Powrót do Polski, gdy zerwie się wcześniej na krótki nawet czas nić informacyjną, może skutkować obrażeniami. Ale też wracając po tygodniu nieobecności i wręcz klaustrofobicznego zanurzenia w obserwacji badań polarnych, nie przewidziałem tej skali wzmożenia w odrywaniu się od realiów życia tu i teraz naszych elit i ciągnięciu przez nie za sobą naszego społeczeństwa. Mam ten przywilej, że po powrocie czekał na mnie stos dzienników i tygodników. Więc wcześniejsza konfrontacja ze światem Internetu została uzupełniona o słowo drukowane. Nie poszło dobrze. Z jednej strony uporczywa wiara w kontrolę społeczeństwa i w zbawczość najwłaśniejszej racji jako racji najmojszej. Z drugiej strony zalew negatywnych emocji, które w emocjach się wyczerpują. Z trzeciej – wytnijmy sobie kawał lasu, żeby zbudować fabrykę ekologicznych (sic!) elektrycznych aut (których nie ma, ale do których prąd chcemy wytwarzać z węgla, bo OZE są lewackie, a atomu się boimy). I na koniec – pan minister zwalnia w telewizji pracownika pewnej uczelni w pewnym dużym mieście.
Z uporem będę powtarzał – Polska jest małym kamykiem w ogromnej mozaice Ziemi. Wszystko, co jest wokół nas, oddziałuje i zmienia nas bezpowrotnie. Bez rozpoznania sieci relacji, która nas otacza, sieci obejmującej przeszłość i przyszłość, miotamy się, krzyczymy i w tym chaosie stajemy się zagrożeniem już nie tylko dla siebie, ale też dla całego świata. Bo ten mały kamyk miotający się bez sensu i celu w mozaice może ją tylko zniszczyć. Na pewno nie nada jej żadnego konstruktywnego kształtu.
Nie chciałem i nie chcę komentować zachowania polityków. One same ukazują swoją wartość i cel. Ale boli mnie, że dzieje się to w chwili, gdy nasz wpływ na Ziemię nieodwracalnie i niekorzystnie zmienia warunki życia dla miliardów ludzi, gdy bezmyślnie niszczymy całe biotopy i zubażamy bezpowrotnie te, które łaskawie pozostawiono przy życiu, gdy bez cienia refleksji obracamy w proch cały, wspaniały świat. Boli mnie, że Polska, mając możliwość włączenia się aktywnie w poszukiwanie racjonalnych dróg wyjścia z tej tragicznej sytuacji – nie przywiązuje do tego żadnej wagi. ŻADNEJ! Boli, gdy rozgrzane do czerwoności emocje zalewają wszystko, każdy, nawet najdrobniejszy przejaw racjonalności – kompletnie bez związku z sytuacją naszą, a bardziej jeszcze – naszych dzieci.
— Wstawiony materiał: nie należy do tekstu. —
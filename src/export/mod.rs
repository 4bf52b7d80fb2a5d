//! Saving and loading visibility results.
//!
//! Visibility matrices are stored as a small header (magic bytes and a
//! format version) followed by an lz4-compressed bincode payload. A JSON
//! summary report can be written next to it for humans and scripts.

use std::fs;
use std::path::Path;

use serde::{Deserialize, Serialize};

use crate::camera::CameraCandidates;
use crate::diagnostics::Diagnostic;
use crate::environment::VoxelEnvironment;
use crate::error::ExportError;
use crate::visibility::{BinaryMatrix, VisibilityMatrix};
use crate::voxel::GridShape;

/// Leading bytes of every visibility file.
pub const VISIBILITY_MAGIC: [u8; 4] = *b"VMAT";

/// Current visibility file format version.
pub const VISIBILITY_VERSION: u32 = 1;

const HEADER_LEN: usize = 8;

/// Payload of a visibility file.
#[derive(Debug, Clone, PartialEq, Serialize, Deserialize)]
struct VisibilityPayload {
    shape: GridShape,
    voxel_len: f64,
    /// Row-major 0/1 entries, row = target, column = camera.
    value: Vec<u8>,
    target_mask: Vec<u8>,
}

/// A loaded visibility file.
#[derive(Debug, Clone, PartialEq)]
pub struct VisibilityFile {
    pub shape: GridShape,
    pub voxel_len: f64,
    pub visibility: VisibilityMatrix,
}

/// Encode a visibility matrix into the on-disk byte format.
pub fn encode_visibility(env: &VoxelEnvironment, visibility: &VisibilityMatrix) -> Result<Vec<u8>, ExportError> {
    if visibility.num_voxels() != env.num_voxels() {
        return Err(ExportError::Corrupt(format!(
            "matrix covers {} voxels but the environment has {}",
            visibility.num_voxels(),
            env.num_voxels()
        )));
    }

    let payload = VisibilityPayload {
        shape: *env.shape(),
        voxel_len: env.voxel_len(),
        value: visibility.value().data().to_vec(),
        target_mask: visibility.target_mask().to_vec(),
    };
    let encoded = bincode::serialize(&payload)?;
    let compressed = lz4_flex::compress_prepend_size(&encoded);

    let mut bytes = Vec::with_capacity(HEADER_LEN + compressed.len());
    bytes.extend_from_slice(&VISIBILITY_MAGIC);
    bytes.extend_from_slice(&VISIBILITY_VERSION.to_le_bytes());
    bytes.extend_from_slice(&compressed);
    Ok(bytes)
}

/// Decode bytes produced by [`encode_visibility`], checking every invariant
/// of the stored matrix.
pub fn decode_visibility(bytes: &[u8]) -> Result<VisibilityFile, ExportError> {
    if bytes.len() < HEADER_LEN || bytes[..4] != VISIBILITY_MAGIC {
        return Err(ExportError::BadMagic);
    }
    let mut version = [0u8; 4];
    version.copy_from_slice(&bytes[4..HEADER_LEN]);
    let version = u32::from_le_bytes(version);
    if version != VISIBILITY_VERSION {
        return Err(ExportError::UnsupportedVersion(version));
    }

    let encoded = lz4_flex::decompress_size_prepended(&bytes[HEADER_LEN..])?;
    let payload: VisibilityPayload = bincode::deserialize(&encoded)?;

    let n = payload.shape.num_voxels();
    let value = BinaryMatrix::from_data(n, n, payload.value)
        .ok_or_else(|| ExportError::Corrupt("visibility entries do not fit the grid".to_string()))?;
    let visibility = VisibilityMatrix::from_parts(value, payload.target_mask)
        .ok_or_else(|| ExportError::Corrupt("target mask does not fit the grid".to_string()))?;

    Ok(VisibilityFile {
        shape: payload.shape,
        voxel_len: payload.voxel_len,
        visibility,
    })
}

/// Save a visibility matrix for the given environment.
pub fn save_visibility(
    path: &Path,
    env: &VoxelEnvironment,
    visibility: &VisibilityMatrix,
) -> Result<(), ExportError> {
    let bytes = encode_visibility(env, visibility)?;
    fs::write(path, &bytes)?;
    tracing::info!(path = %path.display(), bytes = bytes.len(), "Saved visibility matrix");
    Ok(())
}

pub fn load_visibility(path: &Path) -> Result<VisibilityFile, ExportError> {
    let bytes = fs::read(path)?;
    decode_visibility(&bytes)
}

/// Human-readable summary of a run.
#[derive(Debug, Clone, PartialEq, Serialize, Deserialize)]
pub struct VisibilityReport {
    pub shape: [usize; 3],
    pub voxel_len: f64,
    pub voxels: usize,
    pub occupied_voxels: usize,
    pub target_voxels: usize,
    pub available_cameras: usize,
    /// Ones in the raw matrix.
    pub visible_pairs: usize,
    /// Ones in target rows only.
    pub visible_target_pairs: usize,
    /// Targets that no camera sees.
    pub unseen_targets: usize,
    /// Visible target count per camera, in voxel order.
    pub targets_per_camera: Vec<usize>,
    pub warnings: Vec<String>,
}

impl VisibilityReport {
    pub fn new(
        env: &VoxelEnvironment,
        cameras: &CameraCandidates,
        visibility: &VisibilityMatrix,
        diagnostics: &[Diagnostic],
    ) -> Self {
        let masked = visibility.masked_value();
        let unseen_targets = visibility
            .target_mask()
            .iter()
            .enumerate()
            .filter(|&(t, &flag)| flag == 1 && !masked.row(t).contains(&1))
            .count();

        Self {
            shape: env.shape().as_array(),
            voxel_len: env.voxel_len(),
            voxels: env.num_voxels(),
            occupied_voxels: env.occupied_count(),
            target_voxels: env.target_count(),
            available_cameras: cameras.available_count(),
            visible_pairs: visibility.value().count_ones(),
            visible_target_pairs: masked.count_ones(),
            unseen_targets,
            targets_per_camera: (0..visibility.num_voxels())
                .map(|c| visibility.visible_targets(c))
                .collect(),
            warnings: diagnostics
                .iter()
                .map(|d| format!("{}: {}", d.kind.display_name(), d.message))
                .collect(),
        }
    }
}

/// Write a report as pretty-printed JSON.
pub fn write_report(path: &Path, report: &VisibilityReport) -> Result<(), ExportError> {
    let json = serde_json::to_string_pretty(report)?;
    fs::write(path, json)?;
    Ok(())
}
Nie ma innej drogi niż nauka, jeśli chcemy odnaleźć nową równowagę między dobrostanem ludzkości a przynajmniej ocaleniem tego, co jeszcze do ocalenia zostało. Oszczędzanie, redukcje negatywnego wpływu Europy na klimat, akcje ekologów i nasze zaangażowanie codzienne mogą pomóc – ale nie przywrócą już nam świata, który pamiętamy. To naprawdę ostatni dzwonek, bo powiązane ze sobą zmiany klimatyczne, migracyjne, religijne, gospodarcze i polityczne za chwilę odbiorą nam resztki zdrowego rozsądku i zamiast myśleć o wspólnocie, poświęcimy się kultywowaniu naszych partykularyzmów, naszych małych ogródków przed domkami na wyspie zalewanej tsunami.
A my tu o muzyku, o starszych panach w piaskownicy, o wyżelowanych celebrytach nienawiści. Może czas ich zostawić i pamiętając o swoich obowiązkach obywatelskich – jednak jeszcze mocniej zaangażować się w światowy obieg naukowy i umiędzynarodowienie dydaktyki? Bo skoro nasz kraj nas dziś nie potrzebuje, bo nasi politycy nas nie chcą nie rozumiejąc otaczającego świata, troszczmy się o Polskę tam, gdzie nas potrzebują i chcą. Budujmy nowy, racjonalny świat u podstaw, w relacjach ze studentami, ale pokazując im właśnie świat, cały, bez klapek, które konia prowadzą wąską dróżką nie dając mu oglądu piękna i grozy, która go otacza.
Polskę lepiej smakować powoli. I szukać siły w ludziach otwartych i gotowych do racjonalnego spojrzenia na świat. Oni są wokół nas, nawet jeśli cała infosfera, która nas przytłacza, mówi co innego.
Bo przecież 'nie wierzę politykom, nie! Nie wierzę politykom!’. Aha, to nie był ten muzyk. O nie.